Danger!

I have an electronics question that I hope someone can help me with. The B9 robot has two lights on the chest that flash back and forth. He also has twelve lights that flash independently a little farther down on his belly.
For his "Belly Lights" I bought twelve LEDs that each have a tiny voltage regulator and flasher built into a chip right in the wire. I guess that there is also some sort of diode as well. The wires are both black and they can be hooked up either polarity with anywhere from 5-19 volts. I just put them all in a parallel circuit, hooked them up to my 12 Volt battery and they worked perfectly.
For his "Chest Lights" I found a circuit on the internet to make them flash back and forth. It was designed for 9 Volts. I put it together and tried it with twelve volts. They just flickered. It was too much voltage. I added a 9 Volt regulator and some capacitors, and it worked perfectly.
Here is the problem. If I hook the chest light circuit up to my power source (a 12V battery charger at the moment, not a battery- I don't know if that makes a difference) it works great. As soon as I connect the Belly Light circuit to the charger The chest lights begin to flicker as if they are getting 12 Volts again. I am not sure if they are jumping up to 12 V or if they are flickering for some other reason, but it doesn't make any sense to me. They a two completely separate circuits. I cannot see how adding one to the charger would affect the other one. The charger puts out ten amps; it is not an amperage issue. They are mounted in a fiberglass torso. They share a common ground at the source, but there shouldn't be a ground loop going through the body of the robot. I am just confused.
I did also hook up his simulated neon. It is an array of LEDs that flash when hooked up to a sound input. The chest lights work when that is on, but they do seem to speed up when that is lit up briefly. Again, I am not sure why the chest light circuit is affected by other circuits being connected to the same power source. I haven't even started hooking up motors, etc.
I have included the schematics any feedback would be appreciated.
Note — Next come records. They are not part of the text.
//! services/api/src/web/sessions.rs
//!
//! CRUD endpoints for calendar study sessions.

use axum::{
    extract::{
        rejection::{JsonRejection, QueryRejection},
        Extension, Path, Query, State,
    },
    http::StatusCode,
    response::IntoResponse,
    Json,
};
use chrono::{DateTime, Utc};
use serde::{Deserialize, Serialize};
use std::sync::Arc;
use study_planner_core::domain::{
    NewStudySession, SessionError, SessionStatus, SessionUpdate, StudySession,
};
use tracing::info;
use utoipa::{IntoParams, ToSchema};
use uuid::Uuid;

use crate::web::rest::{bad_request, invalid_body, port_error, ErrorBody, HandlerError};
use crate::web::state::AppState;

//=========================================================================================
// Request/Response Types
//=========================================================================================

#[derive(Debug, Serialize, Deserialize, ToSchema)]
#[serde(rename_all = "camelCase")]
pub struct SessionResponse {
    pub id: Uuid,
    pub subject: String,
    pub start_time: DateTime<Utc>,
    pub end_time: DateTime<Utc>,
    pub description: String,
    /// One of `scheduled`, `completed`, `missed`, `deleted`.
    pub status: String,
    pub progress: u8,
    #[serde(rename = "isAIGenerated")]
    pub is_ai_generated: bool,
}

impl From<StudySession> for SessionResponse {
    fn from(session: StudySession) -> Self {
        Self {
            id: session.id,
            subject: session.subject,
            start_time: session.start_time,
            end_time: session.end_time,
            description: session.description,
            status: session.status.as_str().to_string(),
            progress: session.progress,
            is_ai_generated: session.is_ai_generated,
        }
    }
}

#[derive(Debug, Deserialize, ToSchema)]
#[serde(rename_all = "camelCase")]
pub struct CreateSessionRequest {
    #[serde(default)]
    pub subject: String,
    pub start_time: DateTime<Utc>,
    pub end_time: DateTime<Utc>,
    pub description: Option<String>,
    pub status: Option<String>,
    pub progress: Option<u32>,
    #[serde(rename = "isAIGenerated")]
    pub is_ai_generated: Option<bool>,
}

impl TryFrom<CreateSessionRequest> for NewStudySession {
    type Error = SessionError;

    fn try_from(req: CreateSessionRequest) -> Result<Self, Self::Error> {
        NewStudySession {
            subject: req.subject,
            start_time: req.start_time,
            end_time: req.end_time,
            description: req.description.unwrap_or_default(),
            status: req
                .status
                .as_deref()
                .map(str::parse::<SessionStatus>)
                .transpose()?
                .unwrap_or_default(),
            progress: req.progress.map(checked_progress).transpose()?.unwrap_or(0),
            is_ai_generated: req.is_ai_generated.unwrap_or(false),
        }
        .validated()
    }
}

#[derive(Debug, Default, Deserialize, ToSchema)]
#[serde(rename_all = "camelCase")]
pub struct UpdateSessionRequest {
    pub subject: Option<String>,
    pub start_time: Option<DateTime<Utc>>,
    pub end_time: Option<DateTime<Utc>>,
    pub description: Option<String>,
    pub status: Option<String>,
    pub progress: Option<u32>,
}

impl TryFrom<UpdateSessionRequest> for SessionUpdate {
    type Error = SessionError;

    fn try_from(req: UpdateSessionRequest) -> Result<Self, Self::Error> {
        Ok(SessionUpdate {
            subject: req.subject,
            start_time: req.start_time,
            end_time: req.end_time,
            description: req.description,
            status: req
                .status
                .as_deref()
                .map(str::parse::<SessionStatus>)
                .transpose()?,
            progress: req.progress.map(checked_progress).transpose()?,
        })
    }
}

fn checked_progress(progress: u32) -> Result<u8, SessionError> {
    u8::try_from(progress)
        .ok()
        .filter(|p| *p <= 100)
        .ok_or(SessionError::ProgressOutOfRange(progress))
}

/// Optional start-time window for listing sessions.
#[derive(Debug, Default, Deserialize, IntoParams)]
#[into_params(parameter_in = Query)]
pub struct SessionRange {
    /// Only sessions starting at or after this instant (RFC 3339).
    pub from: Option<DateTime<Utc>>,
    /// Only sessions starting before this instant (RFC 3339).
    pub to: Option<DateTime<Utc>>,
}

//=========================================================================================
// Handlers
//=========================================================================================

/// List the user's sessions, oldest first. Creates the user's plan on first use.
#[utoipa::path(
    get,
    path = "/api/study-sessions",
    params(SessionRange),
    responses(
        (status = 200, description = "Sessions ordered by start time", body = Vec<SessionResponse>),
        (status = 400, description = "Invalid range", body = ErrorBody),
        (status = 500, description = "Internal server error", body = ErrorBody)
    )
)]
pub async fn list_sessions_handler(
    State(state): State<Arc<AppState>>,
    Extension(user_id): Extension<Uuid>,
    range: Result<Query<SessionRange>, QueryRejection>,
) -> Result<impl IntoResponse, HandlerError> {
    let Query(range) = range.map_err(|e| bad_request(e.body_text()))?;
    if let (Some(from), Some(to)) = (range.from, range.to) {
        if from >= to {
            return Err(bad_request("'from' must be before 'to'"));
        }
    }

    let plan = state
        .db
        .get_or_create_plan(user_id)
        .await
        .map_err(|e| port_error("Failed to load study plan", e))?;

    let sessions = if range.from.is_none() && range.to.is_none() {
        plan.sessions
    } else {
        state
            .db
            .list_sessions(user_id, range.from, range.to)
            .await
            .map_err(|e| port_error("Failed to list sessions", e))?
    };

    let body: Vec<SessionResponse> = sessions.into_iter().map(SessionResponse::from).collect();
    Ok(Json(body))
}

/// Create a session.
#[utoipa::path(
    post,
    path = "/api/study-sessions",
    request_body = CreateSessionRequest,
    responses(
        (status = 201, description = "Session created", body = SessionResponse),
        (status = 400, description = "Invalid session", body = ErrorBody),
        (status = 500, description = "Internal server error", body = ErrorBody)
    )
)]
pub async fn create_session_handler(
    State(state): State<Arc<AppState>>,
    Extension(user_id): Extension<Uuid>,
    payload: Result<Json<CreateSessionRequest>, JsonRejection>,
) -> Result<impl IntoResponse, HandlerError> {
    let Json(req) = payload.map_err(invalid_body)?;
    let new_session = NewStudySession::try_from(req).map_err(|e| bad_request(e.to_string()))?;

    let session = state
        .db
        .create_session(user_id, &new_session)
        .await
        .map_err(|e| port_error("Failed to create session", e))?;
    info!(session_id = %session.id, subject = %session.subject, "Created study session");

    Ok((StatusCode::CREATED, Json(SessionResponse::from(session))))
}

/// Fetch one session.
#[utoipa::path(
    get,
    path = "/api/study-sessions/{id}",
    params(("id" = Uuid, Path, description = "Session id")),
    responses(
        (status = 200, description = "The session", body = SessionResponse),
        (status = 404, description = "No such session", body = ErrorBody)
    )
)]
pub async fn get_session_handler(
    State(state): State<Arc<AppState>>,
    Extension(user_id): Extension<Uuid>,
    Path(session_id): Path<Uuid>,
) -> Result<impl IntoResponse, HandlerError> {
    let session = state
        .db
        .get_session(user_id, session_id)
        .await
        .map_err(|e| port_error("Failed to fetch session", e))?;
    Ok(Json(SessionResponse::from(session)))
}

/// Update some fields of a session. Completing it without a progress value sets progress to 100.
#[utoipa::path(
    put,
    path = "/api/study-sessions/{id}",
    params(("id" = Uuid, Path, description = "Session id")),
    request_body = UpdateSessionRequest,
    responses(
        (status = 200, description = "The updated session", body = SessionResponse),
        (status = 400, description = "Invalid update", body = ErrorBody),
        (status = 404, description = "No such session", body = ErrorBody)
    )
)]
pub async fn update_session_handler(
    State(state): State<Arc<AppState>>,
    Extension(user_id): Extension<Uuid>,
    Path(session_id): Path<Uuid>,
    payload: Result<Json<UpdateSessionRequest>, JsonRejection>,
) -> Result<impl IntoResponse, HandlerError> {
    let Json(req) = payload.map_err(invalid_body)?;
    let update = SessionUpdate::try_from(req).map_err(|e| bad_request(e.to_string()))?;

    let existing = state
        .db
        .get_session(user_id, session_id)
        .await
        .map_err(|e| port_error("Failed to fetch session", e))?;
    let updated = update
        .apply_to(&existing)
        .map_err(|e| bad_request(e.to_string()))?;

    let saved = state
        .db
        .save_session(user_id, &updated)
        .await
        .map_err(|e| port_error("Failed to update session", e))?;
    Ok(Json(SessionResponse::from(saved)))
}

/// Delete a session.
#[utoipa::path(
    delete,
    path = "/api/study-sessions/{id}",
    params(("id" = Uuid, Path, description = "Session id")),
    responses(
        (status = 204, description = "Session deleted"),
        (status = 404, description = "No such session", body = ErrorBody)
    )
)]
pub async fn delete_session_handler(
    State(state): State<Arc<AppState>>,
    Extension(user_id): Extension<Uuid>,
    Path(session_id): Path<Uuid>,
) -> Result<impl IntoResponse, HandlerError> {
    state
        .db
        .delete_session(user_id, session_id)
        .await
        .map_err(|e| port_error("Failed to delete session", e))?;
    Ok(StatusCode::NO_CONTENT)
}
First let's eliminate the charger as a possible cause. Hook both circuits to the battery. See if that makes a difference. Some chargers are not a "clean" source of DC voltage. They can be fine for charging a battery but could induce noise (AC ripple) if used to power some types of electronic circuits.
Datasheet
After a second look (EDIT: I was wrong about the reg circuit. I read it wrong) but I see what youre trying to do. Im still looking.
In your post you said that the belly lights can be hooked up in either polarity but also said that they had a diode in it as well. Can you give us a link to them or it's datasheet?
With that being said, I agree with rgordon. Eliminate the charger as the cause first.
(I really gotta stop skimming when I read posts) *eyeroll*
I do not know a lot about electronics, but I can follow a schematic enough to build the board that I made for the flashers. When I look at it, I cannot figure out how it works. The two lights that flash alternately seem to be in a series. It seemed to work well enough when it was wired up by itself though.
I guess that not knowing how it works in the first place makes it difficult to figure out what went wrong with it.
After I try the battery, I'll let you know if it worked.
Thanks again.
The 555 timer can accept 12v so you could do away with the regulator and choose the correct value resistors for the LEDs so it will run on 12v. This would eliminate any issues that the regulator circuit may cause. The 2.2k and 100k resistors are what determine the speed at which the LEDs flash so if 12v makes the LEDs flash too fast just change these to slow it down. Eliminating the regulator would point the problem being with the flasher units built in to the other LEDs.
You could always just use an ATTiny microprocessor or modify something like the Evil Mad Scientist Larson Scanner (it's open source).
I agree with you, amperage is not the problem. I tested both circuits using a transistor battery for hours without it showing any signs of draining.
You are probably right about taking the regulator out of the circuit and increasing the value of the resistors. The original schematic called for a 50K pot. Even at 9 volts it flashed too quickly. I doubled that and got it about to the right speed. I guess I should try to figure out how high the other resistor should go to operate it at 12 volts.
I still cannot figure out how a separate circuit is affecting it, but I suspect that there is some sort of back-feed going through the regulator.
With Christmas coming up so quickly, I am not sure when I will get to experiment with it, but I will call this resolved because I know see a better option that will probably work. I appreciate the input from all three posters, but I would have to say that Rich's post was the most helpful.
Thanks again, and Happy Christmas to all who celebrate it. (Happy Wednesday to the rest of you).
If it is something to do with the flashing LEDs backfeeding you could throw a couple of diode in there to stop that.
I'd try a diode on that bottom circuit.
Danger I know how you feel about not giving up on things.
Can't tell you how many times I've driven myself to the point of pulling my hair out to get something to work the way I want it too ... LOL
Stick in there buddy, you'll lick this problem, either that or go nuts trying ... LOL
So, here is a video of the lights that I have working. The neon, is my simulated neon made from LEDs. I still need to add the chest buttons, but they are just steady lights. Please disregard the misshapen head. It was a temporary prop to make him look presentable for my Christmas party guests until I get a proper bubble.
Oh, and best wishes in the new year from the robot and I.